Apart from the identification of the main products of PG under conditions of Lyocell fiber production (cf. Figure 1), literature has been silent about the chemical fate of the stabilizer in all of these various application scenarios. The research concentrated on degradation reactions and byproduct formation of cellulose and NMMO, but the stabilizer has always been somewhat neglected: detailed side reactions, byproduct formation, consumption kinetics and the fate of the main degradation products are unknown. In our study about the chemical fate of propyl gallate, we came across the interesting fact that the minor degradation product gallic acid morpholide (7) was quite stable and showed much less subsequent chromophore formation than gallic acid or gallic esters. This behavior was extended to other gallic amides and elaborated further, so that gallic acid amides can be proposed as promising alternatives to propyl gallate, which is currently used exclusively in industrial-scale Lyocell fiber manufacture. Moreover, as we will show, gallic acid amides can be readily obtained from natural sources of gallates, such as tannins. With this account, we would like to contribute to a better understanding of the chemical fate of PG, taking the stabilization of Lyocell spinning dopes—its most important and prominent application—as an example. Based on this particular application case, we hoped to derive some general conclusions on the nature of PG reactions in the presence of NMMO, their kinetics and conversion products—not just under idealized lab settings, but also under real-world process conditions.

Materials and methods

General

All chemicals were commercially available and of the highest purity available. Thin layer chromatography (TLC) was performed on silica gel 60 plates (5 × 10 cm, 0.25 mm) with fluorescence detection under UV light at 254 nm. N-Methylmorpholine-N-oxide was recrystallized from dioxane, N-methylmorpholine-N-oxide monohydrate from acetone. [R,R,R]-α-Tocopherol was available from previous work (Rosenau et al. 2005b) and N-methyl-tocopheramine was prepared by N-demethylation of the readily accessible respective dimethyl derivative (Rosenau et al. 2004). The cellulosic pulps used were a beech (Fagus sylvatica) sulfite pulp supplied by Lenzing AG, Austria, and a eucalypt (Eucalyptus globulus) Kraft pulp obtained from ENCE Group, Spain. The pulp parameters are summarized in Table 1.
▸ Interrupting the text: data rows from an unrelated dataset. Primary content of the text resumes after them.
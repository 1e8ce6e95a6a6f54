//! Feature metadata: which columns are continuous and which are categorical
//!
//! Every transform returns an updated copy of the metadata next to the updated
//! table. The lists only ever grow during a pipeline run and are never
//! deduplicated: running a transform twice registers its columns twice.

use crate::types::DATE;
use polars::prelude::DataFrame;
use serde::{Deserialize, Serialize};

/// A table together with its feature metadata, as returned by every transform
pub type Transformed = (DataFrame, FeatureMetadata);

/// Ordered continuous and categorical column names
#[derive(Debug, Clone, Default, PartialEq, Eq, Serialize, Deserialize)]
pub struct FeatureMetadata {
    continuous: Vec<String>,
    categorical: Vec<String>,
}

impl FeatureMetadata {
    /// Create empty metadata
    pub fn new() -> Self {
        Self::default()
    }

    /// Continuous column names in registration order
    pub fn continuous(&self) -> &[String] {
        &self.continuous
    }

    /// Categorical column names in registration order
    pub fn categorical(&self) -> &[String] {
        &self.categorical
    }

    /// Register a continuous column
    pub fn with_continuous(mut self, name: impl Into<String>) -> Self {
        self.continuous.push(name.into());
        self
    }

    /// Register a categorical column
    pub fn with_categorical(mut self, name: impl Into<String>) -> Self {
        self.categorical.push(name.into());
        self
    }

    /// Register every merged column as continuous except the join key
    pub fn with_merged_columns<I, S>(mut self, names: I) -> Self
    where
        I: IntoIterator<Item = S>,
        S: AsRef<str>,
    {
        self.continuous.extend(
            names
                .into_iter()
                .filter(|name| name.as_ref() != DATE)
                .map(|name| name.as_ref().to_string()),
        );
        self
    }

    /// Number of times a name was registered in either list
    pub fn occurrences(&self, name: &str) -> usize {
        self.continuous
            .iter()
            .chain(self.categorical.iter())
            .filter(|n| n.as_str() == name)
            .count()
    }

    /// Total number of registered names
    pub fn len(&self) -> usize {
        self.continuous.len() + self.categorical.len()
    }

    pub fn is_empty(&self) -> bool {
        self.len() == 0
    }

    /// Split into the `(continuous, categorical)` lists handed to model training
    pub fn into_parts(self) -> (Vec<String>, Vec<String>) {
        (self.continuous, self.categorical)
    }
}
//! # ohlcv-features
//!
//! Feature engineering for daily OHLCV price tables.
//!
//! A price table is extended with technical-indicator columns (moving
//! averages, momentum, oscillators, volatility, Bollinger bands), percentage
//! changes and categorical direction labels. Every transform returns the new
//! table together with [`FeatureMetadata`](metadata::FeatureMetadata), which
//! lists the continuous and categorical columns for model training.
//!
//! ## Example
//!
//! ```rust,no_run
//! use ohlcv_features::prelude::*;
//! use std::path::Path;
//!
//! fn main() -> Result<()> {
//!     let prices = load_price_csv(Path::new("AMZN.csv"), false)?;
//!     let pipeline = FeaturePipeline::new(
//!         CsvIndicatorCache::new("cache"),
//!         PipelineConfig::default(),
//!     )?;
//!
//!     let steps = parse_steps(["close-pct", "direction:Close", "ma:ema:10:ohlc", "macd"])?;
//!     let (table, meta) = pipeline.run(prices, &Ticker::from("AMZN"), &steps)?;
//!     println!("{} rows, {} features", table.height(), meta.len());
//!     Ok(())
//! }
//! ```

pub mod config;
pub mod error;
pub mod indicators;
pub mod ingest;
pub mod merge;
pub mod metadata;
pub mod pipeline;
pub mod split;
pub mod table;
pub mod transforms;
pub mod types;
pub mod variance;

pub mod prelude {
    //! Commonly used types and functions
    pub use crate::config::PipelineConfig;
    pub use crate::error::{FeatureError, Result};
    pub use crate::indicators::{CsvIndicatorCache, InMemoryIndicatorCache, IndicatorKind, IndicatorSource};
    pub use crate::ingest::{load_price_csv, rename_vendor_columns};
    pub use crate::merge::merge_indicator;
    pub use crate::metadata::{FeatureMetadata, Transformed};
    pub use crate::pipeline::{parse_steps, FeaturePipeline, FeatureStep};
    pub use crate::split::split_data;
    pub use crate::transforms::moving_average::{MovingAverage, MovingAverageKind};
    pub use crate::transforms::{DiffMode, DirectionLabel};
    pub use crate::types::*;
    pub use crate::variance::OnlineVariance;
}
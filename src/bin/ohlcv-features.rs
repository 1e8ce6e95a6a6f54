//! ohlcv-features CLI - build feature tables from daily price data
//!
//! ## Example Usage
//!
//! ```bash
//! # Build features from a vendor export and a CSV indicator cache
//! ohlcv-features build --prices AMZN.csv --ticker AMZN --cache-dir cache \
//!     --step close-pct --step direction:Close --step ma:ema:10:ohlc \
//!     --normalize --out features.csv --metadata features.json
//!
//! # Split a feature table 80/20
//! ohlcv-features split --input features.csv --ratio 0.8 --train train.csv --test test.csv
//! ```

use anyhow::{bail, Context, Result};
use clap::{Parser, Subcommand};
use colored::Colorize;
use ohlcv_features::prelude::*;
use polars::prelude::{CsvWriter, DataFrame, SerWriter};
use std::fs::{self, File};
use std::path::{Path, PathBuf};
use std::process;

/// ohlcv-features: feature engineering for daily OHLCV tables
#[derive(Parser)]
#[command(name = "ohlcv-features")]
#[command(version = env!("CARGO_PKG_VERSION"))]
#[command(author = "Robert Fall")]
#[command(about = "Feature engineering for daily OHLCV price tables", long_about = None)]
struct Cli {
    /// Report merge and split sizes
    #[arg(short, long, global = true)]
    verbose: bool,

    /// Configuration file path (TOML)
    #[arg(short, long, global = true)]
    config: Option<PathBuf>,

    #[command(subcommand)]
    command: Commands,
}

#[derive(Subcommand)]
enum Commands {
    /// Derive features for one ticker
    Build {
        /// Price CSV, vendor or canonical column names
        #[arg(short = 'p', long)]
        prices: PathBuf,

        /// Ticker used to look up indicator tables
        #[arg(short = 't', long)]
        ticker: String,

        /// Directory of cached indicator CSV files
        #[arg(long)]
        cache_dir: Option<PathBuf>,

        /// Feature step, repeatable (e.g. `direction:Close`, `ma:sma:20:Close`)
        #[arg(short = 's', long = "step")]
        steps: Vec<String>,

        /// Prices include a market cap column
        #[arg(long)]
        crypto: bool,

        /// Min-max scale every column except Date
        #[arg(short = 'n', long)]
        normalize: bool,

        /// Output CSV for the feature table
        #[arg(short = 'o', long)]
        out: Option<PathBuf>,

        /// Output JSON for the continuous and categorical column lists
        #[arg(short = 'm', long)]
        metadata: Option<PathBuf>,
    },

    /// Split a table into training and test files, keeping row order
    Split {
        /// Input CSV
        #[arg(short = 'i', long)]
        input: PathBuf,

        /// Training share in (0, 1]
        #[arg(short = 'r', long)]
        ratio: Option<f64>,

        /// Training output CSV
        #[arg(long)]
        train: PathBuf,

        /// Test output CSV
        #[arg(long)]
        test: PathBuf,
    },
}

fn load_config(path: Option<&Path>, verbose: bool) -> Result<PipelineConfig> {
    let config = match path {
        Some(path) => PipelineConfig::load(path)
            .with_context(|| format!("failed to load config {}", path.display()))?,
        None => PipelineConfig::default(),
    };
    let verbose = config.verbose || verbose;
    Ok(config.with_verbose(verbose))
}

fn write_csv(df: &mut DataFrame, path: &Path) -> Result<()> {
    let mut file = File::create(path).with_context(|| format!("cannot create {}", path.display()))?;
    CsvWriter::new(&mut file).include_header(true).finish(df)?;
    Ok(())
}

struct BuildArgs {
    prices: PathBuf,
    ticker: String,
    cache_dir: Option<PathBuf>,
    steps: Vec<String>,
    crypto: bool,
    normalize: bool,
    out: Option<PathBuf>,
    metadata: Option<PathBuf>,
}

fn build(args: BuildArgs, config: PipelineConfig) -> Result<()> {
    let steps = if args.steps.is_empty() {
        parse_steps(&config.steps)?
    } else {
        parse_steps(&args.steps)?
    };
    if steps.is_empty() {
        bail!("no feature steps given; use --step or `steps` in the config file");
    }

    let source: Box<dyn IndicatorSource> = match args.cache_dir.as_ref().or(config.cache_dir.as_ref()) {
        Some(dir) => Box::new(CsvIndicatorCache::new(dir)),
        None => {
            log::warn!("No indicator cache configured, indicator steps will fail");
            Box::new(InMemoryIndicatorCache::new())
        }
    };

    let prices = load_price_csv(&args.prices, args.crypto)
        .with_context(|| format!("failed to load prices from {}", args.prices.display()))?;
    let pipeline = FeaturePipeline::new(source, config)?;
    let ticker = Ticker::new(args.ticker);

    println!(
        "{} {} rows for {} through {} steps",
        "Building".green().bold(),
        prices.height(),
        ticker.to_string().cyan(),
        steps.len()
    );

    let (table, meta) = pipeline.run(prices, &ticker, &steps)?;
    let mut table = if args.normalize {
        pipeline.normalize(table, &[DATE])?
    } else {
        table
    };

    println!(
        "{} {} rows, {} continuous, {} categorical",
        "Done:".green().bold(),
        table.height(),
        meta.continuous().len(),
        meta.categorical().len()
    );

    match &args.out {
        Some(path) => {
            write_csv(&mut table, path)?;
            println!("  Features: {}", path.display());
        }
        None => println!("{}", table),
    }

    if let Some(path) = &args.metadata {
        let json = serde_json::to_string_pretty(&meta)?;
        fs::write(path, json).with_context(|| format!("cannot write {}", path.display()))?;
        println!("  Metadata: {}", path.display());
    }
    Ok(())
}

fn split(input: &Path, ratio: Option<f64>, train_path: &Path, test_path: &Path, config: &PipelineConfig) -> Result<()> {
    let ratio = ratio.unwrap_or(config.split_ratio);
    let table = load_price_csv(input, false)
        .with_context(|| format!("failed to load {}", input.display()))?;

    let (mut train, mut test) = split_data(&table, ratio)?;
    write_csv(&mut train, train_path)?;
    write_csv(&mut test, test_path)?;

    println!(
        "{} {} rows: {} training ({}), {} testing ({})",
        "Split".green().bold(),
        table.height(),
        train.height(),
        train_path.display(),
        test.height(),
        test_path.display()
    );
    Ok(())
}

fn main() {
    env_logger::init();
    let cli = Cli::parse();

    let result = load_config(cli.config.as_deref(), cli.verbose).and_then(|config| match cli.command {
        Commands::Build {
            prices,
            ticker,
            cache_dir,
            steps,
            crypto,
            normalize,
            out,
            metadata,
        } => build(
            BuildArgs {
                prices,
                ticker,
                cache_dir,
                steps,
                crypto,
                normalize,
                out,
                metadata,
            },
            config,
        ),
        Commands::Split {
            input,
            ratio,
            train,
            test,
        } => split(&input, ratio, &train, &test, &config),
    });

    if let Err(e) = result {
        eprintln!("{} {:#}", "Error:".red().bold(), e);
        process::exit(1);
    }
}
//! Moving-average features
//!
//! A moving average is fetched from the indicator source, its value column is
//! renamed to `<KIND>_<period>` (e.g. `EMA_10`) and its percentage change is
//! taken over the full indicator history before the table is inner-joined onto
//! the prices. Spread features compare two moving averages and only fetch the
//! ones not already on the table.

use super::{apply_diff, DiffMode};
use crate::error::Result;
use crate::indicators::{IndicatorKind, IndicatorSource};
use crate::merge::{inner_join_on_date, prepare_indicator};
use crate::metadata::{FeatureMetadata, Transformed};
use crate::table::{f64_values, has_column, pct_change, put_f64_column, with_difference};
use crate::types::Ticker;
use polars::prelude::DataFrame;
use serde::{Deserialize, Serialize};
use std::convert::Infallible;
use std::fmt;
use std::str::FromStr;

/// Moving-average flavours
#[derive(Debug, Clone, Copy, PartialEq, Eq, Hash, Default, Serialize, Deserialize)]
pub enum MovingAverageKind {
    /// Simple moving average, also the fallback for unknown tags
    #[default]
    Sma,
    /// Exponential moving average
    Ema,
    /// Weighted moving average
    Wma,
}

const KIND_TAGS: [(&str, MovingAverageKind); 3] = [
    ("sma", MovingAverageKind::Sma),
    ("ema", MovingAverageKind::Ema),
    ("wma", MovingAverageKind::Wma),
];

impl MovingAverageKind {
    /// Look up a tag case-insensitively; anything unknown is a simple moving average
    pub fn from_tag(tag: &str) -> Self {
        let tag = tag.trim();
        KIND_TAGS
            .iter()
            .find(|(known, _)| known.eq_ignore_ascii_case(tag))
            .map(|(_, kind)| *kind)
            .unwrap_or_else(|| {
                log::debug!("Unknown moving average '{}', using {}", tag, MovingAverageKind::default());
                MovingAverageKind::default()
            })
    }

    pub fn indicator(self) -> IndicatorKind {
        match self {
            MovingAverageKind::Sma => IndicatorKind::Sma,
            MovingAverageKind::Ema => IndicatorKind::Ema,
            MovingAverageKind::Wma => IndicatorKind::Wma,
        }
    }

    /// Feature column for a period, e.g. `WMA_5`
    pub fn column_name(self, period: u32) -> String {
        format!("{}_{}", self.indicator().tag(), period)
    }
}

impl fmt::Display for MovingAverageKind {
    fn fmt(&self, f: &mut fmt::Formatter<'_>) -> fmt::Result {
        f.write_str(self.indicator().tag())
    }
}

impl FromStr for MovingAverageKind {
    type Err = Infallible;

    fn from_str(s: &str) -> std::result::Result<Self, Self::Err> {
        Ok(Self::from_tag(s))
    }
}

/// A moving average of a given kind and period
#[derive(Debug, Clone, Copy, PartialEq, Eq, Hash, Serialize, Deserialize)]
pub struct MovingAverage {
    pub kind: MovingAverageKind,
    pub period: u32,
}

impl MovingAverage {
    pub const fn new(kind: MovingAverageKind, period: u32) -> Self {
        Self { kind, period }
    }

    pub fn column_name(&self) -> String {
        self.kind.column_name(self.period)
    }
}

pub const WMA_5: MovingAverage = MovingAverage::new(MovingAverageKind::Wma, 5);
pub const WMA_20: MovingAverage = MovingAverage::new(MovingAverageKind::Wma, 20);
pub const WMA_60: MovingAverage = MovingAverage::new(MovingAverageKind::Wma, 60);
pub const EMA_10: MovingAverage = MovingAverage::new(MovingAverageKind::Ema, 10);
pub const EMA_30: MovingAverage = MovingAverage::new(MovingAverageKind::Ema, 30);
pub const SMA_20: MovingAverage = MovingAverage::new(MovingAverageKind::Sma, 20);
pub const SMA_200: MovingAverage = MovingAverage::new(MovingAverageKind::Sma, 200);

/// Merge `<KIND>_<period>` and `<KIND>_<period>_CHANGE`, plus the distance
/// columns selected by `mode`
pub fn add_moving_average<S>(
    df: DataFrame,
    meta: FeatureMetadata,
    source: &S,
    ticker: &Ticker,
    average: MovingAverage,
    mode: &DiffMode,
) -> Result<Transformed>
where
    S: IndicatorSource + ?Sized,
{
    let kind = average.kind.indicator();
    let name = average.column_name();
    let change_name = format!("{}_CHANGE", name);

    let table = source.fetch_indicator(kind, ticker, average.period)?;
    let table = prepare_indicator(table, &[(kind.tag(), name.as_str())])?;
    let change = pct_change(&f64_values(&table, &name)?);
    let table = put_f64_column(table, &change_name, change)?;

    let meta = meta.with_continuous(name.as_str()).with_continuous(change_name);
    let merged = inner_join_on_date(&df, &table)?;
    apply_diff(merged, meta, &name, mode)
}

/// Name of the spread column between two moving averages
pub fn spread_column_name(fast: MovingAverage, slow: MovingAverage) -> String {
    format!("{}_{}_Diff", fast.column_name(), slow.column_name())
}

/// Add `<fast>_<slow>_Diff` = fast − slow
///
/// Each moving average is merged with `mode` first unless its column is
/// already on the table.
pub fn add_moving_average_spread<S>(
    df: DataFrame,
    meta: FeatureMetadata,
    source: &S,
    ticker: &Ticker,
    fast: MovingAverage,
    slow: MovingAverage,
    mode: &DiffMode,
) -> Result<Transformed>
where
    S: IndicatorSource + ?Sized,
{
    let (mut df, mut meta) = (df, meta);
    for average in [fast, slow] {
        if !has_column(&df, &average.column_name()) {
            (df, meta) = add_moving_average(df, meta, source, ticker, average, mode)?;
        }
    }

    let name = spread_column_name(fast, slow);
    let df = with_difference(df, &name, &fast.column_name(), &slow.column_name())?;
    Ok((df, meta.with_continuous(name)))
}

/// `WMA_5_WMA_20_Diff`
pub fn add_wma5_wma20_diff<S>(df: DataFrame, meta: FeatureMetadata, source: &S, ticker: &Ticker, mode: &DiffMode) -> Result<Transformed>
where
    S: IndicatorSource + ?Sized,
{
    add_moving_average_spread(df, meta, source, ticker, WMA_5, WMA_20, mode)
}

/// `WMA_20_WMA_60_Diff`
pub fn add_wma20_wma60_diff<S>(df: DataFrame, meta: FeatureMetadata, source: &S, ticker: &Ticker, mode: &DiffMode) -> Result<Transformed>
where
    S: IndicatorSource + ?Sized,
{
    add_moving_average_spread(df, meta, source, ticker, WMA_20, WMA_60, mode)
}

/// `EMA_10_EMA_30_Diff`
pub fn add_ema10_ema30_diff<S>(df: DataFrame, meta: FeatureMetadata, source: &S, ticker: &Ticker, mode: &DiffMode) -> Result<Transformed>
where
    S: IndicatorSource + ?Sized,
{
    add_moving_average_spread(df, meta, source, ticker, EMA_10, EMA_30, mode)
}

/// `SMA_20_SMA_200_Diff`; the averages only ever get the four OHLC distances
pub fn add_sma20_sma200_diff<S>(df: DataFrame, meta: FeatureMetadata, source: &S, ticker: &Ticker, add_ohlc_diff: bool) -> Result<Transformed>
where
    S: IndicatorSource + ?Sized,
{
    let mode = DiffMode::from_flags(false, "", add_ohlc_diff);
    add_moving_average_spread(df, meta, source, ticker, SMA_20, SMA_200, &mode)
}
Table 1 Characteristics of the cellulosic pulps used

Analysis and compound identification by nuclear magnetic resonance (NMR) spectroscopy

For NMR analysis, a Bruker Avance II 400 instrument (1H resonance at 400.13 MHz, 13C resonance at 100.62 MHz) with a 5 mm liquid N2 cooled probe head (Prodigy) equipped with z-gradient with standard Bruker pulse programs was used. Data were collected with 32 k data points and apodized with a Gaussian window function (GB = 0.3) prior to Fourier transformation. A 2.5 s acquisition time and a 1 s relaxation delay were used. Bruker TopSpin 3.5 software was used for the acquisition and processing of the NMR data. Spectra were recorded in CDCl3 in the case of isolated compounds (either from degradation mixtures or authentic samples for comparison), or in DMSO-d6 for determination of the composition of the reaction mixtures. Chemical shifts, relative to TMS as an internal standard, are given in δ ppm values, coupling constants in Hz. 13C peaks were assigned by means of APT, HSQC and HMBC spectra.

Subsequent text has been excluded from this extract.